It’s just that his struggles are magnified because the guy drafted immediately after Zadina, defenseman Quinn Hughes, already has 125 points in 162 games, and is central to the Vancouver Canucks’ rebuilding plans.

It’s tough on a young player’s confidence when things aren’t going well. Zadina directed seven shots on net in back-to-back games just before Christmas, but has not scored since Nov. 30. At 6 feet and 197 pounds, Zadina is similar in size to Tyler Bertuzzi (6-1, 197), who has established his effectiveness around the net. The Wings don’t have a role model for Zadina, in contrast to how they’ve impressed upon Michael Rasmussen that he should model his game after Carolina shut-down center Jordan Staal; the message to Zadina is that he can be his own model of effectiveness.

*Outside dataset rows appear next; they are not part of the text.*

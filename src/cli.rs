//! Command-line interface definitions.

use clap::{ColorChoice, Parser, Subcommand};
use std::path::PathBuf;

/// Source-map aware SASS/SCSS compiler
#[derive(Parser, Debug, Clone)]
#[command(version, about, long_about = None, arg_required_else_help = true)]
pub struct Cli {
    /// Control colored output (auto, always, never)
    #[arg(long, global = true, default_value = "auto")]
    pub color: ColorChoice,

    /// Config file path (default: sassmap.toml)
    #[arg(short = 'C', long, global = true, default_value = "sassmap.toml", value_hint = clap::ValueHint::FilePath)]
    pub config: PathBuf,

    /// Print debug output
    #[arg(short, long, global = true)]
    pub verbose: bool,

    /// subcommands
    #[command(subcommand)]
    pub command: Commands,
}

/// Available subcommands
#[derive(Subcommand, Debug, Clone)]
pub enum Commands {
    /// Compile entry files to disk
    #[command(visible_alias = "c")]
    Compile {
        #[arg(required = true, value_hint = clap::ValueHint::FilePath)]
        files: Vec<PathBuf>,
    },

    /// Watch a directory and recompile on change
    #[command(visible_alias = "w")]
    Watch {
        /// Directory to watch (default: the config file's folder)
        #[arg(value_hint = clap::ValueHint::DirPath)]
        dir: Option<PathBuf>,
    },

    /// List the rule selectors of a stylesheet
    Selectors {
        #[arg(value_hint = clap::ValueHint::FilePath)]
        file: PathBuf,

        /// Print JSON instead of one line per selector
        #[arg(long)]
        json: bool,
    },
}

#[cfg(test)]
mod tests {
    use super::*;

    #[test]
    fn test_parse_compile() {
        let cli = Cli::try_parse_from(["sassmap", "-v", "compile", "a.scss", "b.scss"]).unwrap();
        assert!(cli.verbose);
        assert_eq!(cli.config, PathBuf::from("sassmap.toml"));
        let Commands::Compile { files } = cli.command else {
            panic!("expected compile");
        };
        assert_eq!(files.len(), 2);
    }

    #[test]
    fn test_parse_selectors_json() {
        let cli = Cli::try_parse_from(["sassmap", "selectors", "x.css", "--json", "-C", "cfg.toml"]).unwrap();
        assert_eq!(cli.config, PathBuf::from("cfg.toml"));
        assert!(matches!(cli.command, Commands::Selectors { json: true, .. }));
    }

    #[test]
    fn test_compile_requires_files() {
        assert!(Cli::try_parse_from(["sassmap", "compile"]).is_err());
    }
}
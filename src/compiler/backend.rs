//! Production worker: dispatches on the request's `_compiler` field.

use super::protocol::{RenderMessage, WorkerReply};
use super::sass_cli::SassCli;
use super::worker::{ProcessWorker, Worker, WorkerFactory, WorkerFailure};
use crate::config::{Compiler, SassConfig};

/// `libsass` requests go to a long-lived JSON worker (spawned on first
/// use); `ruby` requests run the `sass` CLI.
pub struct BackendWorker {
    worker_command: Vec<String>,
    libsass: Option<ProcessWorker>,
    ruby: SassCli,
}

impl Worker for BackendWorker {
    async fn render(&mut self, message: &RenderMessage) -> Result<WorkerReply, WorkerFailure> {
        match message.compiler {
            Compiler::Ruby => self.ruby.render(message).await,
            Compiler::Libsass => {
                let worker = match self.libsass.take() {
                    Some(worker) => worker,
                    None => ProcessWorker::spawn(&self.worker_command)?,
                };
                self.libsass.insert(worker).render(message).await
            }
        }
    }

    fn is_alive(&mut self) -> bool {
        self.libsass.as_mut().is_none_or(|w| w.is_alive())
    }

    async fn kill(&mut self) {
        if let Some(mut worker) = self.libsass.take() {
            worker.kill().await;
        }
    }
}

/// Builds [`BackendWorker`]s from the `[sass]` config section.
#[derive(Debug, Clone)]
pub struct BackendFactory {
    worker_command: Vec<String>,
    sass_command: Vec<String>,
}

impl BackendFactory {
    pub fn new(worker_command: Vec<String>, sass_command: Vec<String>) -> Self {
        Self {
            worker_command,
            sass_command,
        }
    }

    pub fn from_config(config: &SassConfig) -> Self {
        Self::new(config.sass.worker.clone(), config.sass.sass_command.clone())
    }
}

impl WorkerFactory for BackendFactory {
    type Worker = BackendWorker;

    fn spawn(&self) -> Result<BackendWorker, WorkerFailure> {
        Ok(BackendWorker {
            worker_command: self.worker_command.clone(),
            libsass: None,
            ruby: SassCli::new(self.sass_command.clone()),
        })
    }
}
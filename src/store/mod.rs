//! Source map store.
//!
//! Owns every parsed source map of the session, the reverse dependency
//! index built from them, and the pending state consumers wait on while a
//! map is being recomputed.
//!
//! ```text
//! set_pending(css) ──► Pending ──publish()──► Ready(map)
//!                         │
//!                         └──fail()/parse error──► Ready(previous) | Failed
//! ```
//!
//! Two tiers exist per generated file. A **persisted** map comes from the
//! last compile to disk, a **preview** map from the last in-memory preview.
//! Reads prefer the preview tier. Every mutation runs under one write lock
//! so readers observe either the old or the new state.

mod index;
mod json;
mod mapping_url;

pub use index::DependencyIndex;
pub use json::MapJson;
pub use mapping_url::source_mapping_url;

use std::path::{Path, PathBuf};
use std::sync::Arc;

use parking_lot::RwLock;
use rustc_hash::FxHashMap;
use thiserror::Error;
use tokio::sync::watch;

use crate::utils::path::resolve_against;

// ============================================================================
// Types
// ============================================================================

/// Which compile produced a map.
#[derive(Debug, Clone, Copy, PartialEq, Eq)]
pub enum Tier {
    Persisted,
    Preview,
}

/// A parsed map with its sources resolved to absolute paths.
#[derive(Debug, Clone, PartialEq)]
pub struct SourceMap {
    /// Generated CSS file this map describes.
    pub css_file: PathBuf,
    pub map_file: Option<PathBuf>,
    /// Input file of the compile; the first local source unless given.
    pub sass_file: Option<PathBuf>,
    /// `sources` resolved against the map's folder, same order.
    pub local_sources: Vec<PathBuf>,
    pub json: MapJson,
}
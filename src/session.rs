//! Host facade.
//!
//! A [`Session`] owns every component for one editor session and wires
//! them together:
//!
//! ```text
//! Session
//! ├── PreferenceStore   live sassmap.toml
//! ├── RenderPipeline    ──► CompileQueue ──► worker
//! ├── SourceMapStore    maps + reverse index
//! └── ErrorReconciler   scan tickets + partial buckets
//! ```
//!
//! Every compile or preview publishes its map (or failure) to the store and
//! completes the error scan of its input. Nothing here outlives the
//! session: [`Session::shutdown`] aborts pending scans, drops all maps,
//! removes temp slots and kills the worker.

use std::path::{Path, PathBuf};
use std::sync::Arc;

use anyhow::Result;
use jwalk::WalkDir;
use rustc_hash::FxHashMap;
use tokio::sync::mpsc;

use crate::compiler::{BackendFactory, CompileQueue, WorkerFactory};
use crate::config::{CompileOptions, ConfigError, PreferenceStore, SassConfig};
use crate::diagnostics::{ErrorReconciler, ScanResult, ScanTicket};
use crate::orchestrator::{self, Orchestrator, OrchestratorHandle, Report};
use crate::render::{self, RenderOutcome, RenderPipeline};
use crate::source::SourceFile;
use crate::store::{DocumentSource, MapLookup, SourceMapStore, StoreError, Tier};

enum Job<'a> {
    Compile,
    Preview(&'a FxHashMap<PathBuf, String>),
}

pub struct Session {
    prefs: PreferenceStore,
    pipeline: RenderPipeline,
    store: SourceMapStore,
    reconciler: ErrorReconciler,
    docs: Arc<dyn DocumentSource>,
}

impl Session {
    /// Session using the configured compiler backends.
    ///
    /// Must be called inside a tokio runtime (the compile queue is spawned
    /// immediately).
    pub fn new(config: SassConfig, docs: Arc<dyn DocumentSource>) -> Self {
        let factory = BackendFactory::from_config(&config);
        Self::with_factory(config, factory, docs)
    }

    pub fn with_factory<F: WorkerFactory>(
        config: SassConfig,
        factory: F,
        docs: Arc<dyn DocumentSource>,
    ) -> Self {
        let queue = CompileQueue::spawn(factory, config.sass.timeout);
        let pipeline = RenderPipeline::new(queue, config.sass.temp_dir.as_deref());
        Self {
            prefs: PreferenceStore::new(config),
            pipeline,
            store: SourceMapStore::new(),
            reconciler: ErrorReconciler::new(),
            docs,
        }
    }

    /// Start the change orchestrator for this session. Compile outcomes are
    /// sent to `reports` when given.
    pub fn start(
        self: &Arc<Self>,
        reports: Option<mpsc::UnboundedSender<Report>>,
    ) -> OrchestratorHandle {
        Orchestrator::spawn(Arc::clone(self), reports)
    }

    /// Release everything the session holds. Stop the orchestrator first.
    pub async fn shutdown(&self) {
        self.reconciler.clear();
        self.store.clear();
        self.pipeline.delete_temp_files();
        self.pipeline.queue().kill_process().await;
        crate::debug!("compile"; "session closed");
    }

    pub fn prefs(&self) -> &PreferenceStore {
        &self.prefs
    }

    pub fn store(&self) -> &SourceMapStore {
        &self.store
    }

    pub fn reconciler(&self) -> &ErrorReconciler {
        &self.reconciler
    }

    pub fn pipeline(&self) -> &RenderPipeline {
        &self.pipeline
    }

    pub fn documents(&self) -> &dyn DocumentSource {
        &*self.docs
    }

    // ========================================================================
    // Compiling
    // ========================================================================

    /// Compile `path` to disk. `None` when it is not a SASS file or
    /// compiling is disabled for it.
    pub async fn compile(&self, path: &Path) -> Option<RenderOutcome> {
        self.run(path, Job::Compile).await
    }

    /// Compile `path` in memory with `overrides` (path → unsaved text)
    /// shadowing disk content.
    pub async fn preview(
        &self,
        path: &Path,
        overrides: &FxHashMap<PathBuf, String>,
    ) -> Option<RenderOutcome> {
        self.run(path, Job::Preview(overrides)).await
    }

    async fn run(&self, path: &Path, job: Job<'_>) -> Option<RenderOutcome> {
        let input = SourceFile::new(path)?;
        let Some(options) = CompileOptions::resolve(&self.prefs, &input, None) else {
            crate::debug!("compile"; "disabled for {}", path.display());
            return None;
        };

        let css_file = render::build_message(&input, &options).out_file;
        self.store.set_pending(&css_file);

        let (tier, outcome) = match job {
            Job::Compile => (Tier::Persisted, self.pipeline.compile(&input, &options).await),
            Job::Preview(overrides) => (
                Tier::Preview,
                self.pipeline.preview(&input, &options, overrides).await,
            ),
        };

        match &outcome {
            Ok(result) => {
                let map = self.store.publish_map(
                    tier,
                    result.css_file(),
                    None,
                    result.map.clone(),
                    Some(input.path()),
                );
                self.reconciler
                    .finish_scan(input.path(), Vec::new(), map.local_sources.iter().cloned());
            }
            Err(errors) => {
                let message = errors.first().map(ToString::to_string).unwrap_or_default();
                self.store.fail(
                    &css_file,
                    StoreError::Compile {
                        file: css_file.clone(),
                        message,
                    },
                );
                // Partials known from the last good map still get answered.
                let related = match self.store.get(&css_file) {
                    MapLookup::Ready(map) => map.local_sources.clone(),
                    _ => Vec::new(),
                };
                self.reconciler
                    .finish_scan(input.path(), errors.clone(), related);
            }
        }
        Some(outcome)
    }

    /// The editor dropped the unsaved buffer of `path`: every preview map
    /// built from it falls back to the saved compile.
    pub fn discard_preview(&self, path: &Path) {
        for target in self.targets_for(path) {
            if let Some(css_file) = SourceFile::new(target).and_then(|t| self.output_of(&t)) {
                self.store.discard_preview(&css_file);
            }
        }
    }

    /// Generated CSS file of `input`, unless compiling it is disabled.
    fn output_of(&self, input: &SourceFile) -> Option<PathBuf> {
        let options = CompileOptions::resolve(&self.prefs, input, None)?;
        Some(render::build_message(input, &options).out_file)
    }

    // ========================================================================
    // Queries and settings
    // ========================================================================

    /// Open an error scan for `path`; a scan still pending for it is aborted.
    pub fn get_errors(&self, path: &Path) -> ScanTicket {
        self.reconciler.get_errors(path)
    }

    /// Entry files to recompile when `path` changes.
    pub fn targets_for(&self, path: &Path) -> Vec<PathBuf> {
        orchestrator::resolve_targets(&self.store, &self.prefs.get().entry_regex(), path)
    }

    /// Re-read `sassmap.toml`. Returns whether anything changed.
    pub async fn reload_preferences(&self) -> Result<bool, ConfigError> {
        let changed = self.prefs.reload()?;
        if changed {
            self.apply_preferences().await;
        }
        Ok(changed)
    }

    /// Replace the preferences wholesale.
    pub async fn set_preferences(&self, config: SassConfig) {
        self.prefs.store(config);
        self.apply_preferences().await;
    }

    async fn apply_preferences(&self) {
        let config = self.prefs.get();
        self.pipeline.queue().set_timeout(config.sass.timeout).await;
        if let Some(dir) = &config.sass.temp_dir
            && let Err(e) = self.pipeline.set_temp_dir(dir)
        {
            crate::log!("error"; "{:#}", e);
        }
        crate::log!("compile"; "preferences reloaded");
    }

    pub fn set_temp_dir(&self, dir: &Path) -> Result<()> {
        self.pipeline.set_temp_dir(dir)
    }

    pub fn delete_temp_files(&self) {
        self.pipeline.delete_temp_files();
    }

    pub async fn kill_process(&self) {
        self.pipeline.queue().kill_process().await;
    }

    /// Load the existing maps of every entry file under `root`, so changes
    /// to partials find their dependents before the first compile.
    /// Returns the number of maps loaded.
    pub fn discover(&self, root: &Path) -> usize {
        let pattern = self.prefs.get().entry_regex();
        let mut loaded = 0;

        for entry in WalkDir::new(root).into_iter().filter_map(|e| e.ok()) {
            if !entry.file_type().is_file() {
                continue;
            }
            let Some(input) = SourceFile::new(entry.path()) else {
                continue;
            };
            if !input.is_entry_with(&pattern) {
                continue;
            }
            let Some(css_file) = self.output_of(&input) else {
                continue;
            };
            if !css_file.is_file() {
                continue;
            }
            if self.store.load_map_file(&css_file, None).is_ok() {
                loaded += 1;
            }
        }

        crate::debug!("store"; "discovered {} map(s) under {}", loaded, root.display());
        loaded
    }
}

// ============================================================================
// Lint integration
// ============================================================================

/// Diagnostics provider for editor linting.
pub trait ScanProvider {
    /// Scan `path` whose current buffer holds `text`.
    fn scan_file(&self, text: &str, path: &Path) -> impl Future<Output = ScanResult> + Send;
}

impl ScanProvider for Session {
    /// An entry file previews itself; a partial previews every entry that
    /// includes it. The answer for `path` comes from the reconciled errors
    /// of those previews.
    async fn scan_file(&self, text: &str, path: &Path) -> ScanResult {
        let ticket = self.get_errors(path);

        let mut overrides = FxHashMap::default();
        overrides.insert(path.to_path_buf(), text.to_string());

        for target in self.targets_for(path) {
            self.preview(&target, &overrides).await;
        }

        // Nothing covered `path` (no known entry, or a failure unrelated to it).
        self.reconciler
            .settle(path, self.reconciler.partial_errors(path));
        ticket.wait().await
    }
}

#[cfg(test)]
pub(crate) mod tests;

“I think Fil is more than just a shooter,” Blashill said. “He’s valued himself that way and certainly the hype was around his shooting, but I think he’s more than just a shooter. The one thing we’ve talked to him about is becoming more of that give-go player. When I watched him play juniors, I saw a guy who could also make plays. That’s what I liked about him — he wasn’t a one-trick pony. When you draft wingers high, I’d like them to be able to do more than just shoot the puck in the net. So I think he can do more than just shoot it, and I think that has to be part of his concentration.”

Contact Helene St. James at Follow her on Twitter @helenestjames. Read more on the Detroit Red Wings and sign up for our Red Wings newsletter. Her book, The Big 50: The Detroit Red Wings is available from AmazonBarnes & Noble and Triumph Books. Personalized copies available via her e-mail.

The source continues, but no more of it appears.